[EXCERPTED RECORDS — start]

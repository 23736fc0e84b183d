//! Paper search service.
//!
//! Composes the [`EmbeddingGenerator`] and the [`VectorStoreManager`] into the
//! three operations a transport layer exposes: ingest a paper, search by text
//! and find papers similar to a stored one. Request validation happens here;
//! HTTP routing and status mapping do not.

use serde::{Deserialize, Serialize};
use thiserror::Error;
use tracing::{debug, info};

use crate::embedding::{EmbeddingError, EmbeddingGenerator, EmbeddingProvider};
use crate::manager::{ManagerError, VectorStoreManager};
use crate::models::{PaperMetadata, SearchResult, SimilarPaper};
use crate::storage::VectorStore;

/// Largest result count a request may ask for.
pub const MAX_RESULT_LIMIT: usize = 50;

/// Errors that can occur while serving a request.
#[derive(Debug, Error)]
pub enum ServiceError {
    /// Invalid request parameters
    #[error("Invalid request: {0}")]
    InvalidRequest(String),

    /// Embedding generation failed
    #[error("Embedding failed: {0}")]
    Embedding(#[from] EmbeddingError),

    /// Vector store operation failed
    #[error("Vector store error: {0}")]
    Store(#[from] ManagerError),
}

impl ServiceError {
    /// Whether the backing services are unavailable, as opposed to the single
    /// request being bad or failing.
    pub fn is_unavailable(&self) -> bool {
        match self {
            ServiceError::Store(ManagerError::Storage(e)) => e.is_connection(),
            ServiceError::Store(e) => e.is_fatal(),
            _ => false,
        }
    }
}

/// Result type for service operations.
pub type ServiceResult<T> = Result<T, ServiceError>;

/// Request payload for adding a paper.
#[derive(Debug, Clone, Serialize, Deserialize)]
pub struct AddPaperRequest {
    pub title: String,

    #[serde(rename = "abstract")]
    pub abstract_text: String,

    #[serde(default)]
    pub authors: Vec<String>,

    #[serde(default)]
    pub publication_date: String,

    #[serde(default)]
    pub categories: Vec<String>,
}

impl From<AddPaperRequest> for PaperMetadata {
    fn from(request: AddPaperRequest) -> Self {
        Self {
            title: request.title,
            abstract_text: request.abstract_text,
            authors: request.authors,
            categories: request.categories,
            publication_date: request.publication_date,
        }
    }
}

/// Response payload after adding a paper.
#[derive(Debug, Clone, Serialize, Deserialize)]
pub struct AddPaperResponse {
    pub paper_id: String,
    pub embedding_size: usize,
}

/// Request payload for text search.
#[derive(Debug, Clone, Serialize, Deserialize)]
pub struct SearchRequest {
    pub query: String,

    /// Number of results to return (default: 10)
    #[serde(default = "default_search_limit")]
    pub limit: usize,

    #[serde(default)]
    pub category_filter: Option<String>,
}

impl SearchRequest {
    pub fn new(query: impl Into<String>) -> Self {
        Self {
            query: query.into(),
            limit: default_search_limit(),
            category_filter: None,
        }
    }

    pub fn with_limit(mut self, limit: usize) -> Self {
        self.limit = limit;
        self
    }

    pub fn with_category(mut self, category: impl Into<String>) -> Self {
        self.category_filter = Some(category.into());
        self
    }
}

fn default_search_limit() -> usize {
    10
}

/// Response payload for text search.
#[derive(Debug, Clone, Serialize, Deserialize)]
pub struct SearchResponse {
    pub query: String,
    pub total_found: usize,
    pub results: Vec<SearchResult>,
}

/// Request payload for similar-paper lookup.
#[derive(Debug, Clone, Serialize, Deserialize)]
pub struct SimilarPapersRequest {
    pub paper_id: String,

    /// Number of results to return (default: 5)
    #[serde(default = "default_similar_limit")]
    pub limit: usize,
}

impl SimilarPapersRequest {
    pub fn new(paper_id: impl Into<String>) -> Self {
        Self {
            paper_id: paper_id.into(),
            limit: default_similar_limit(),
        }
    }

    pub fn with_limit(mut self, limit: usize) -> Self {
        self.limit = limit;
        self
    }
}

fn default_similar_limit() -> usize {
    5
}

/// Response payload for similar-paper lookup.
#[derive(Debug, Clone, Serialize, Deserialize)]
pub struct SimilarPapersResponse {
    pub similar_to: String,
    pub total_found: usize,
    pub results: Vec<SimilarPaper>,
}

fn validate_limit(limit: usize) -> ServiceResult<()> {
    if limit == 0 || limit > MAX_RESULT_LIMIT {
        return Err(ServiceError::InvalidRequest(format!(
            "limit must be between 1 and {}, got {}",
            MAX_RESULT_LIMIT, limit
        )));
    }
    Ok(())
}

/// Paper search service.
///
/// Both components are built once at startup and owned here; nothing is
/// global, so tests can run services side by side.
pub struct PaperSearchService<E, S> {
    embeddings: EmbeddingGenerator<E>,
    store: VectorStoreManager<S>,
}

impl<E, S> PaperSearchService<E, S>
where
    E: EmbeddingProvider,
    S: VectorStore,
{
    pub fn new(embeddings: EmbeddingGenerator<E>, store: VectorStoreManager<S>) -> Self {
        Self { embeddings, store }
    }

    pub fn embeddings(&self) -> &EmbeddingGenerator<E> {
        &self.embeddings
    }

    pub fn store(&self) -> &VectorStoreManager<S> {
        &self.store
    }

    /// Embed a paper's title and abstract and store it.
    ///
    /// # Errors
    /// Returns `ServiceError::InvalidRequest` for a blank title; embedding and
    /// storage failures propagate
    pub async fn ingest(&self, request: AddPaperRequest) -> ServiceResult<AddPaperResponse> {
        if request.title.trim().is_empty() {
            return Err(ServiceError::InvalidRequest("title must not be empty".to_string()));
        }

        let metadata = PaperMetadata::from(request);
        let embedding = self.embeddings.encode(&metadata.embedding_text()).await?;
        let embedding_size = embedding.len();

        let paper_id = self.store.add_paper(embedding, metadata).await?;
        info!(%paper_id, "Paper added");

        Ok(AddPaperResponse {
            paper_id,
            embedding_size,
        })
    }

    /// Search papers by free text.
    pub async fn search(&self, request: SearchRequest) -> ServiceResult<SearchResponse> {
        if request.query.trim().is_empty() {
            return Err(ServiceError::InvalidRequest("query must not be empty".to_string()));
        }
        validate_limit(request.limit)?;

        let embedding = self.embeddings.encode(&request.query).await?;
        let results = self
            .store
            .search_papers(&embedding, request.limit, request.category_filter.as_deref())
            .await?;
        debug!(query = %request.query, found = results.len(), "Search finished");

        Ok(SearchResponse {
            query: request.query,
            total_found: results.len(),
            results,
        })
    }

    /// Papers similar to a stored paper. Lookup failures yield no results.
    pub async fn similar(&self, request: SimilarPapersRequest) -> ServiceResult<SimilarPapersResponse> {
        if request.paper_id.trim().is_empty() {
            return Err(ServiceError::InvalidRequest("paper_id must not be empty".to_string()));
        }
        validate_limit(request.limit)?;

        let results = self
            .store
            .find_similar_papers(&request.paper_id, request.limit)
            .await;

        Ok(SimilarPapersResponse {
            similar_to: request.paper_id,
            total_found: results.len(),
            results,
        })
    }
}
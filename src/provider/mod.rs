//! Paper provider module.
//!
//! The `PaperProvider` trait abstracts where paper metadata comes from, so the
//! ingestion pipeline can load from local files today and other catalogues
//! later without changing.

use async_trait::async_trait;
use thiserror::Error;

use crate::models::PaperMetadata;

pub mod json;

/// Errors that can occur when fetching papers from a provider.
#[derive(Debug, Error)]
pub enum ProviderError {
    /// Failed to read from the data source
    #[error("IO error: {0}")]
    IoError(#[from] std::io::Error),

    /// Failed to parse the data format
    #[error("Parse error: {0}")]
    ParseError(String),
}

/// Result type for provider operations.
pub type ProviderResult<T> = Result<T, ProviderError>;

/// Source of paper metadata for ingestion.
///
/// Providers return metadata only; embeddings are generated by the ingestion
/// pipeline. Papers are not deduplicated.
#[async_trait]
pub trait PaperProvider: Send + Sync {
    /// Fetch every paper, in source order.
    async fn fetch_papers(&self) -> ProviderResult<Vec<PaperMetadata>>;

    /// Fetch at most `limit` papers from the start of the source.
    async fn fetch_papers_limit(&self, limit: usize) -> ProviderResult<Vec<PaperMetadata>> {
        let all_papers = self.fetch_papers().await?;
        Ok(all_papers.into_iter().take(limit).collect())
    }

    /// Number of papers available.
    async fn count_papers(&self) -> ProviderResult<usize> {
        self.fetch_papers().await.map(|papers| papers.len())
    }

    /// Human-readable name for logs.
    fn name(&self) -> &str;
}
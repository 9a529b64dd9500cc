use std::io::Write;
use std::path::PathBuf;
use std::process::{Command, Stdio};

use crate::recognizer::{OcrBackend, OcrError};

/// Drives the `tesseract` executable: image bytes in on stdin, UTF-8 text out on stdout.
#[derive(Debug, Clone)]
pub struct TesseractCli {
    program: PathBuf,
    language: String,
}

impl TesseractCli {
    pub fn new(program: impl Into<PathBuf>, language: impl Into<String>) -> Self {
        Self { program: program.into(), language: language.into() }
    }

    fn command(&self) -> Command {
        let mut cmd = Command::new(&self.program);
        cmd.arg("stdin")
            .arg("stdout")
            .arg("-l")
            .arg(&self.language)
            .stdin(Stdio::piped())
            .stdout(Stdio::piped())
            .stderr(Stdio::piped());
        cmd
    }
}

impl OcrBackend for TesseractCli {
    fn recognize(&self, image_bytes: &[u8]) -> Result<String, OcrError> {
        let mut child = self.command().spawn().map_err(|e| match e.kind() {
            std::io::ErrorKind::NotFound => {
                OcrError::NotAvailable(format!("{}: {e}", self.program.display()))
            }
            _ => OcrError::Io(e),
        })?;

        // Tesseract reads all of stdin before writing anything, so a plain
        // write-then-wait cannot deadlock on a full stdout pipe.
        if let Some(mut stdin) = child.stdin.take() {
            stdin.write_all(image_bytes)?;
        }
        let output = child.wait_with_output()?;

        if !output.status.success() {
            let stderr = String::from_utf8_lossy(&output.stderr);
            return Err(OcrError::Engine(format!(
                "tesseract exited with {}: {}",
                output.status,
                stderr.trim()
            )));
        }

        tracing::trace!(bytes = output.stdout.len(), "tesseract output");
        Ok(String::from_utf8_lossy(&output.stdout).into_owned())
    }
}

#[cfg(all(test, unix))]
mod tests {
    use super::*;
    use std::os::unix::fs::PermissionsExt;
    use std::path::Path;

    fn script(dir: &Path, body: &str) -> PathBuf {
        let path = dir.join("fake-tesseract");
        std::fs::write(&path, format!("#!/bin/sh\n{body}\n")).unwrap();
        std::fs::set_permissions(&path, std::fs::Permissions::from_mode(0o755)).unwrap();
        path
    }

    #[test]
    fn passes_language_and_returns_stdout_verbatim() {
        let dir = tempfile::tempdir().unwrap();
        // Echo the arguments back, then swallow stdin.
        let exe = script(dir.path(), "cat >/dev/null\nprintf '%s|' \"$@\"");
        let ocr = TesseractCli::new(exe, "deu");
        assert_eq!(ocr.recognize(b"png bytes").unwrap(), "stdin|stdout|-l|deu|");
    }

    #[test]
    fn non_zero_exit_is_engine_error() {
        let dir = tempfile::tempdir().unwrap();
        let exe = script(dir.path(), "cat >/dev/null\necho 'Error in pixReadMem' >&2\nexit 1");
        let err = TesseractCli::new(exe, "eng").recognize(b"x").unwrap_err();
        match err {
            OcrError::Engine(msg) => assert!(msg.contains("pixReadMem")),
            other => panic!("unexpected error: {other:?}"),
        }
    }

    #[test]
    fn missing_binary_is_not_available() {
        let dir = tempfile::tempdir().unwrap();
        let err = TesseractCli::new(dir.path().join("absent"), "eng").recognize(b"x").unwrap_err();
        assert!(matches!(err, OcrError::NotAvailable(_)));
    }
}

[EXCERPTED RECORDS — finish]

▸ **INSTRUCTIONS TO FOLLOW**
In the entries above, find every line holding the word "Stdio" and copy it out.

▸ **THE COMPLETED TASK**
use std::process::{Command, Stdio};
            .stdin(Stdio::piped())
            .stdout(Stdio::piped())
            .stderr(Stdio::piped());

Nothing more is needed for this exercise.